The European Union’s Emissions Trading Scheme (ETS) puts a price on carbon and lowers the cap on emissions from certain economic sectors every year.
In the last 16 years, emissions from electricity generation and energy-intensive industries have been reduced by 42.8 percent.
This time the European Commission proposed to lower the global emissions limit even further and increase its annual rate of reduction.
The Commission also proposed phasing out free aviation allowances, aligning with the Global Carbon Offset and Reduction Scheme for International Aviation (CORSIA), and including emissions from maritime transport for the first time in the EU ETS.
To respond to the fact that there is no decrease in emissions from road transport and buildings, a new emissions trading scheme is established for the distribution of fuels for road transport and buildings.
In addition, the Commission proposed increasing the size of the Innovation and Modernization Funds.
Maritime and air transport fuels are highly polluting and also require specific measures to complement emissions trading.

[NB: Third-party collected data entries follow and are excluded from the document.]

//! On-disk index format (§6): a handful of sibling files next to a base
//! path, `<path>.fmsi.{ac_gt,ac,gt,mask,klcp,misc}`. Chosen over a single
//! archive so each component can be memory-mapped or regenerated
//! independently; see DESIGN.md for why this hand-rolled format is used
//! instead of a general serialization crate.

use std::convert::TryInto;
use std::fs;
use std::path::{Path, PathBuf};

use crate::bitvector::BitVector;
use crate::bwt::BitSplitBwt;
use crate::error::{FmsiError, Result};
use crate::index::Index;
use crate::sa_mask::CompressedBitVector;

fn sibling(base: &Path, suffix: &str) -> PathBuf {
    let mut name = base.as_os_str().to_owned();
    name.push(".fmsi.");
    name.push(suffix);
    PathBuf::from(name)
}

fn corrupt(path: &Path, reason: impl Into<String>) -> FmsiError {
    FmsiError::IndexCorruption {
        path: path.to_owned(),
        reason: reason.into(),
    }
}

fn read_file(path: &Path) -> Result<Vec<u8>> {
    fs::read(path).map_err(|source| FmsiError::InputUnreadable {
        path: path.to_owned(),
        source,
    })
}

fn write_file(path: &Path, bytes: &[u8]) -> Result<()> {
    fs::write(path, bytes).map_err(|source| FmsiError::InputUnreadable {
        path: path.to_owned(),
        source,
    })
}

fn write_bitvector(path: &Path, bv: &BitVector) -> Result<()> {
    let mut bytes = Vec::with_capacity(8 + bv.words().len() * 8);
    bytes.extend_from_slice(&(bv.len() as u64).to_le_bytes());
    bytes.extend_from_slice(bytemuck::cast_slice(bv.words()));
    write_file(path, &bytes)
}

fn read_bitvector(path: &Path) -> Result<BitVector> {
    let bytes = read_file(path)?;
    if bytes.len() < 8 {
        return Err(corrupt(path, "truncated bit vector header"));
    }
    let len = u64::from_le_bytes(bytes[0..8].try_into().unwrap()) as usize;
    let word_bytes = &bytes[8..];
    if word_bytes.len() % 8 != 0 {
        return Err(corrupt(path, "bit vector word data is misaligned"));
    }
    let words: &[u64] = bytemuck::try_cast_slice(word_bytes)
        .map_err(|_| corrupt(path, "bit vector word data is misaligned"))?;
    Ok(BitVector::from_words(words.to_vec(), len))
}

fn write_sa_mask(path: &Path, sa_mask: &CompressedBitVector) -> Result<()> {
    let run_lengths = sa_mask.run_lengths();
    let mut bytes = Vec::with_capacity(17 + run_lengths.len() * 4);
    bytes.push(sa_mask.first_bit() as u8);
    bytes.extend_from_slice(&(sa_mask.len() as u64).to_le_bytes());
    bytes.extend_from_slice(&(run_lengths.len() as u64).to_le_bytes());
    bytes.extend_from_slice(bytemuck::cast_slice(run_lengths));
    write_file(path, &bytes)
}

fn read_sa_mask(path: &Path) -> Result<CompressedBitVector> {
    let bytes = read_file(path)?;
    if bytes.len() < 17 {
        return Err(corrupt(path, "truncated sa_mask header"));
    }
    let first_bit = bytes[0] != 0;
    let len = u64::from_le_bytes(bytes[1..9].try_into().unwrap()) as usize;
    let run_count = u64::from_le_bytes(bytes[9..17].try_into().unwrap()) as usize;
    let run_bytes = &bytes[17..];
    if run_bytes.len() != run_count * 4 {
        return Err(corrupt(path, "sa_mask run-length data is misaligned"));
    }
    let run_lengths: Vec<u32> = bytemuck::try_cast_slice(run_bytes)
        .map_err(|_| corrupt(path, "sa_mask run-length data is misaligned"))?
        .to_vec();
    Ok(CompressedBitVector::from_runs(first_bit, run_lengths, len))
}

/// `dollar_position`, then `counts[0..3]`, then `k` (§6's documented order),
/// followed by two implementation-only trailing lines (`has_klcp`,
/// `is_minimized`) that §6 doesn't name but that round-tripping needs.
fn write_misc(path: &Path, index: &Index) -> Result<()> {
    let counts = index.counts_array();
    let text = format!(
        "{}\n{}\n{}\n{}\n{}\n{}\n{}\n{}\n",
        index.dollar_position(),
        counts[0],
        counts[1],
        counts[2],
        counts[3],
        index.k(),
        index.klcp().is_some() as u8,
        index.is_minimized() as u8,
    );
    write_file(path, text.as_bytes())
}

struct Misc {
    dollar_position: usize,
    k: usize,
    counts: [usize; 4],
    has_klcp: bool,
    is_minimized: bool,
}

fn read_misc(path: &Path) -> Result<Misc> {
    let bytes = read_file(path)?;
    let text = std::str::from_utf8(&bytes).map_err(|_| corrupt(path, "misc file is not UTF-8"))?;
    let mut lines = text.lines();
    let mut next = |field: &str| -> Result<&str> {
        lines
            .next()
            .ok_or_else(|| corrupt(path, format!("missing field {field}")))
    };
    let parse = |field: &str, s: &str| -> Result<usize> {
        s.parse()
            .map_err(|_| corrupt(path, format!("field {field} is not a number: {s:?}")))
    };

    let dollar_position = parse("dollar_position", next("dollar_position")?)?;
    let counts = [
        parse("counts[0]", next("counts[0]")?)?,
        parse("counts[1]", next("counts[1]")?)?,
        parse("counts[2]", next("counts[2]")?)?,
        parse("counts[3]", next("counts[3]")?)?,
    ];
    let k = parse("k", next("k")?)?;
    let has_klcp = parse("has_klcp", next("has_klcp")?)? != 0;
    let is_minimized = parse("is_minimized", next("is_minimized")?)? != 0;

    Ok(Misc {
        dollar_position,
        k,
        counts,
        has_klcp,
        is_minimized,
    })
}

/// Writes every sibling file for `index` under `base`.
pub fn save(index: &Index, base: &Path) -> Result<()> {
    write_bitvector(&sibling(base, "ac_gt"), index.bwt().ac_gt())?;
    write_bitvector(&sibling(base, "ac"), index.bwt().ac())?;
    write_bitvector(&sibling(base, "gt"), index.bwt().gt())?;
    write_sa_mask(&sibling(base, "mask"), index.sa_mask())?;
    if let Some(klcp) = index.klcp() {
        write_bitvector(&sibling(base, "klcp"), klcp)?;
    }
    write_misc(&sibling(base, "misc"), index)
}

/// Loads an index back from the sibling files under `base`.
pub fn load(base: &Path) -> Result<Index> {
    let misc = read_misc(&sibling(base, "misc"))?;

    let ac_gt = read_bitvector(&sibling(base, "ac_gt"))?;
    let ac = read_bitvector(&sibling(base, "ac"))?;
    let gt = read_bitvector(&sibling(base, "gt"))?;
    let bwt = BitSplitBwt::new(ac_gt, ac, gt, misc.dollar_position);

    let sa_mask = read_sa_mask(&sibling(base, "mask"))?;

    let klcp_path = sibling(base, "klcp");
    let klcp = if misc.has_klcp {
        Some(read_bitvector(&klcp_path)?)
    } else {
        None
    };

    Ok(Index::new(
        bwt,
        sa_mask,
        misc.counts,
        misc.dollar_position,
        klcp,
        misc.k,
        misc.is_minimized,
    ))
}

#[cfg(test)]
mod tests {
    use super::*;
    use crate::build::{build, BuildConfig};
    use crate::masked_superstring::MaskedSuperstring;

    #[test]
    fn roundtrips_through_a_temp_directory() {
        let ms = MaskedSuperstring::parse(b"CaGGTag", Some(3)).unwrap();
        let index = build(&ms, BuildConfig::default()).unwrap();

        let dir = std::env::temp_dir().join(format!("fmsi-io-test-{}", std::process::id()));
        fs::create_dir_all(&dir).unwrap();
        let base = dir.join("idx");

        save(&index, &base).unwrap();
        let loaded = load(&base).unwrap();

        assert_eq!(loaded.counts(), index.counts());
        assert_eq!(loaded.dollar_position(), index.dollar_position());
        assert_eq!(loaded.k(), index.k());
        assert_eq!(loaded.is_minimized(), index.is_minimized());
        assert_eq!(loaded.export().to_mask_cased_bytes(), index.export().to_mask_cased_bytes());

        for suffix in ["ac_gt", "ac", "gt", "mask", "klcp", "misc"] {
            let _ = fs::remove_file(sibling(&base, suffix));
        }
        let _ = fs::remove_dir(&dir);
    }
}
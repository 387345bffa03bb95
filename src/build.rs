//! Build (§4.5): from `(S, m, k)` to a queryable [`crate::index::Index`].

use crate::alphabet;
use crate::bitvector::BitVector;
use crate::bwt::{BitSplitBwt, A, C, G, T};
use crate::error::{FmsiError, Result};
use crate::index::Index;
use crate::klcp::build_klcp;
use crate::masked_superstring::MaskedSuperstring;
use crate::sa_mask::CompressedBitVector;

/// Build-time options, mirroring the CLI's `index` subcommand flags.
#[derive(Debug, Clone, Copy)]
pub struct BuildConfig {
    /// Build the kLCP vector so streamed queries are available (`-x` omits it).
    pub build_klcp: bool,
}

impl Default for BuildConfig {
    fn default() -> Self {
        Self { build_klcp: true }
    }
}

/// Runs the full build pipeline (§4.5 steps 1-5).
pub fn build(ms: &MaskedSuperstring, config: BuildConfig) -> Result<Index> {
    let k = ms.k();
    if k == 0 || k > 64 {
        return Err(FmsiError::KTooLarge { k });
    }

    let n = ms.len();
    let dense = ms.dense_codes();

    // Step 1: 2-bit form with sentinel appended, fed to the suffix sorter.
    let mut sortable: Vec<u8> = dense
        .iter()
        .map(|&c| alphabet::dense_with_sentinel_offset(c))
        .collect();
    sortable.push(0);

    let sa = suffix_array(&sortable);

    let dollar_position = sa
        .iter()
        .position(|&p| p == 0)
        .expect("the sentinel occurs exactly once in the suffix array");

    // Step 2-3: derive L and sa_mask in one logical pass, split L into the
    // three bit vectors in parallel (from_bits_parallel evaluates the
    // closure independently per bit).
    let symbol_at_row = |i: usize| -> u8 {
        let sa_i = sa[i] as usize;
        if sa_i == 0 {
            A
        } else {
            dense[sa_i - 1]
        }
    };

    let ac_gt = BitVector::from_bits_parallel(n + 1, |i| symbol_at_row(i) >= G);

    // ac/gt only make sense built from the compacted subsequences (their
    // length is |AC| / |GT|, not n+1), so those are assembled sequentially
    // before handing the result to the parallel rank-support builder.
    let mut ac_bits = Vec::with_capacity(n + 1);
    let mut gt_bits = Vec::with_capacity(n + 1);
    for i in 0..=n {
        let symbol = symbol_at_row(i);
        if symbol >= G {
            gt_bits.push(symbol == T);
        } else {
            ac_bits.push(symbol == C);
        }
    }
    let ac = BitVector::from_bits_parallel(ac_bits.len(), |i| ac_bits[i]);
    let gt = BitVector::from_bits_parallel(gt_bits.len(), |i| gt_bits[i]);

    let bwt = BitSplitBwt::new(ac_gt, ac, gt, dollar_position);

    let a_count = bwt.ac().len() - bwt.ac().total_ones() as usize - 1;
    let c_count = bwt.ac().total_ones() as usize;
    let g_count = bwt.gt().len() - bwt.gt().total_ones() as usize;
    let counts = [
        1,
        1 + a_count,
        1 + a_count + c_count,
        1 + a_count + c_count + g_count,
    ];

    let mask = ms.mask();
    let sa_mask = CompressedBitVector::from_bit_source(n + 1, |i| {
        let sa_i = sa[i] as usize;
        sa_i < n && mask[sa_i]
    });

    let klcp = if config.build_klcp {
        Some(build_klcp(&dense, &sa, k))
    } else {
        None
    };

    let is_minimized = mask_is_minimized(&dense, mask, k);

    Ok(Index::new(
        bwt,
        sa_mask,
        counts,
        dollar_position,
        klcp,
        k,
        is_minimized,
    ))
}

/// Whether `mask` marks at most one occurrence per canonical k-mer class
/// (§4.4's precondition for minimal lookup, checked once at build time
/// rather than on every `lookup_minimal` call).
fn mask_is_minimized(dense: &[u8], mask: &[bool], k: usize) -> bool {
    let n = dense.len();
    if n < k {
        return true;
    }

    let mut seen: rustc_hash::FxHashSet<u128> = rustc_hash::FxHashSet::default();
    for i in 0..=n - k {
        if mask[i] {
            let canon = alphabet::canonical(alphabet::pack(&dense[i..i + k]), k);
            if !seen.insert(canon) {
                return false;
            }
        }
    }
    true
}

/// Computes the suffix array of `text` (an alphabet where 0 is reserved as
/// the unique smallest symbol).
fn suffix_array(text: &[u8]) -> Vec<i32> {
    libsais::SuffixArrayConstruction::for_text(text)
        .in_owned_buffer32()
        .single_threaded()
        .run()
        .expect("libsais suffix array construction")
        .into_vec()
}

#[cfg(test)]
mod tests {
    use super::*;

    #[test]
    fn matches_concrete_scenario_one() {
        let ms = MaskedSuperstring::parse(b"CaGGTag", Some(3)).unwrap();
        let index = build(&ms, BuildConfig::default()).unwrap();

        assert_eq!(index.counts(), [1, 3, 4, 7]);
        // for "CAGGTAG$" the suffix array places the sentinel-only suffix
        // at rank 0 and the full-string suffix at rank 3 (verified by hand:
        // SA = [7,5,1,0,6,2,3,4], so ISA[0] = 3); counts independently
        // confirm this, so 3 is the value this crate treats as ground truth
        assert_eq!(index.dollar_position(), 3);
    }

    #[test]
    fn scenario_one_mask_is_minimized() {
        // CAG, GGT, GTA, TAG are four distinct canonical classes.
        let ms = MaskedSuperstring::parse(b"CaGGTag", Some(3)).unwrap();
        let index = build(&ms, BuildConfig::default()).unwrap();
        assert!(index.is_minimized());
    }

    #[test]
    fn duplicate_canonical_occurrence_is_not_minimized() {
        // ACGACG, mask 111100 marks both ACG-starting occurrences, so the
        // canonical class ACG (self-reverse-complement-free here) has two
        // marked occurrences.
        let ms = MaskedSuperstring::parse(b"ACGACg", Some(3)).unwrap();
        let index = build(&ms, BuildConfig::default()).unwrap();
        assert!(!index.is_minimized());
    }
}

The Alternative Fuel Infrastructure Regulation provides that aircraft and ships have access to a clean electricity supply at major ports and airports.
The Sustainable Aviation Fuels Initiative (ReFuelEU) will force fuel suppliers to incorporate increasing levels of sustainable aviation fuels into aircraft fuel at European Union airports, including low-emission synthetic fuels. carbon, called electrofuels.
Similarly, the Marine Fuels Initiative (FuelEU) will stimulate the adoption of sustainable marine fuels and zero-emission technologies by setting a cap on the content of greenhouse gases in the energy used by ships that do stopover in European ports.